Request for copy of file of deceased brother held by NZSIS
Releasing information in alternative form enabled accountability without prejudicing security or efficient working of agency
A requester sought a copy of the file on his deceased brother held by the New Zealand Security Intelligence Service (NZSIS). The NZSIS provided the requester with a series of file summaries, but refused to declassify the remaining 460 documents at issue on the basis that this would impair efficient administration. The requester complained to the Ombudsman.
The Chief Ombudsman reviewed the six volume file in question, and confirmed that the content raised security and privacy issues which would need to be considered before the file could be released. She noted that the declassification process required careful consideration, not only of the content of the information, but also any consequences that could flow to the national interest from release. To release a copy of the file, the NZSIS would need to:
read and review the information;
decide on withholding or release;
declassify the documents where possible;
make redactions and prepare summaries;
copy the information; and
vet the proposed release.
It was estimated this would take one full time person four weeks, as well as further time for a second person to complete the vetting process.
The Chief Ombudsman formed the opinion this would place undue strain on the resources of the NZSIS and so would impair efficient administration.
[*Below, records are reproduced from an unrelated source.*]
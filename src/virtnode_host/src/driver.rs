use std::fmt::{self, Debug};

use serde::{Deserialize, Serialize};

/// An opaque token for a native device resource.
///
/// The driver hands these out from lookup, creation and enumeration calls;
/// this crate never interprets the value. Liveness is tracked on the
/// connection, not in the token, so a copied token is harmless: once the
/// handle is freed every path to the driver is closed off before the token
/// could be used.
#[repr(transparent)]
#[derive(Copy, Clone, Debug, PartialEq, Eq, Hash)]
pub struct RawDeviceHandle(
    /// The raw token value as issued by the driver
    pub u64,
);

/// The per-connection last-error record of the native driver.
///
/// The native convention reports failures out-of-band: a call returns a
/// negative status (or no handle) and the detail is recorded on the
/// connection, to be fetched with `last_error`.
#[derive(Serialize, Deserialize, Debug, Clone, PartialEq, Eq)]
pub struct DriverError {
    /// Numeric error code as reported by the driver
    pub code: i32,
    /// Human-readable message as reported by the driver
    pub message: String,
}

impl DriverError {
    /// Create a new record from a code and message.
    pub fn new(code: i32, message: impl Into<String>) -> Self {
        Self {
            code,
            message: message.into(),
        }
    }
}

impl fmt::Display for DriverError {
    fn fmt(&self, f: &mut fmt::Formatter) -> fmt::Result {
        write!(f, "driver error code {}: {}", self.code, self.message)
    }
}

/// The optional operations a driver build may or may not provide.
///
/// Availability is a property of the driver, not of an individual call, so
/// callers can detect support up front instead of discovering it through a
/// runtime failure.
#[derive(Copy, Clone, Debug, Default, PartialEq, Eq)]
pub struct DriverCapabilities {
    /// The driver can create node devices from a descriptor
    pub device_create: bool,
    /// The driver can destroy a node device's active configuration
    pub device_destroy: bool,
}

/// A common set of node-device driver functionality.
///
/// This is the seam to the native virtualization layer. The contract is
/// kept C-shaped on purpose: status-returning calls report failure with a
/// negative value, handle-returning calls with `None`, and the failure
/// detail is recorded per connection and fetched via [`last_error`].
/// Implementations take `&self` everywhere; recording the last error
/// therefore happens behind interior mutability.
///
/// All calls are synchronous and may block on the driver's own I/O. The
/// trait makes no thread-safety promise; concurrent use of one driver
/// session must be serialized by the caller.
///
/// [`last_error`]: NodeDriver::last_error
pub trait NodeDriver: Debug {
    /// The optional operations this driver supports.
    fn capabilities(&self) -> DriverCapabilities;

    /// Count the node devices on the host, optionally restricted to those
    /// carrying the named capability. Negative on failure.
    fn num_of_devices(&self, cap: Option<&str>, flags: u32) -> i32;

    /// Fill `names` with device names, optionally restricted by capability,
    /// writing at most `names.len()` entries. Returns the number of entries
    /// actually written, which may be fewer than the buffer holds, or a
    /// negative value on failure.
    fn list_devices(&self, cap: Option<&str>, names: &mut [Option<String>], flags: u32) -> i32;

    /// Look up a device by its exact name. `None` when no such device
    /// exists or the lookup failed.
    fn lookup_by_name(&self, name: &str) -> Option<RawDeviceHandle>;

    /// Create a device from a descriptor document. `None` on failure.
    /// Only meaningful when [`DriverCapabilities::device_create`] is set.
    fn create_device_xml(&self, xml: &str, flags: u32) -> Option<RawDeviceHandle>;

    /// The device's name. A live handle always has one; `None` is a failure.
    fn device_name(&self, dev: RawDeviceHandle) -> Option<String>;

    /// The name of the device's parent, or `None` when the device sits at
    /// the root of the device tree. This is the one call where `None` is a
    /// valid result and not a failure.
    fn device_parent(&self, dev: RawDeviceHandle) -> Option<String>;

    /// Count the capabilities of one device. Negative on failure.
    fn num_of_caps(&self, dev: RawDeviceHandle) -> i32;

    /// Fill `names` with the device's capability names. Same contract as
    /// [`list_devices`](NodeDriver::list_devices).
    fn list_caps(&self, dev: RawDeviceHandle, names: &mut [Option<String>]) -> i32;

    /// The device's full descriptor document. `None` on failure.
    fn device_xml_desc(&self, dev: RawDeviceHandle, flags: u32) -> Option<String>;

    /// Detach the device from the host. Negative on failure.
    fn detach(&self, dev: RawDeviceHandle) -> i32;

    /// Reattach a previously detached device. Negative on failure.
    fn reattach(&self, dev: RawDeviceHandle) -> i32;

    /// Reset the device. Negative on failure.
    fn reset(&self, dev: RawDeviceHandle) -> i32;

    /// Tear down the device's active configuration without releasing the
    /// handle. Negative on failure. Only meaningful when
    /// [`DriverCapabilities::device_destroy`] is set.
    fn destroy(&self, dev: RawDeviceHandle) -> i32;

    /// Release the native device resource behind `dev`. Negative on
    /// failure. The handle must not be passed to the driver again.
    fn free_device(&self, dev: RawDeviceHandle) -> i32;

    /// The most recent failure recorded on this connection.
    fn last_error(&self) -> DriverError;
}

#[cfg(test)]
mod tests {
    use super::DriverError;

    #[test]
    fn driver_error_display() {
        let e = DriverError::new(55, "internal error");
        assert_eq!(e.to_string(), "driver error code 55: internal error");
    }

    #[test]
    fn driver_error_serde_round_trip() {
        let e = DriverError::new(-1, "cannot reach host");
        let json = serde_json::to_string(&e).unwrap();
        let back: DriverError = serde_json::from_str(&json).unwrap();
        assert_eq!(e, back);
    }
}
The problem could not be solved by extending the timeframe for response, or fixing a charge, given the limited staff qualified and available to do this work (two, at the time of the request), and taking into account their other commitments. These staff had to deal with 42 other OIA and Privacy Act requests at the time, as well as work required to enable the proactive release of information from the NZSIS archives. The Chief Ombudsman considered that the provision of summaries enabled the NZSIS to be accountable, without prejudice to security or the overall efficient working of the agency.
This case note is published under the authority of the Ombudsmen Rules 1989. It sets out an Ombudsman’s view on the facts of a particular case. It should not be taken as establishing any legal precedent that would bind an Ombudsman in future.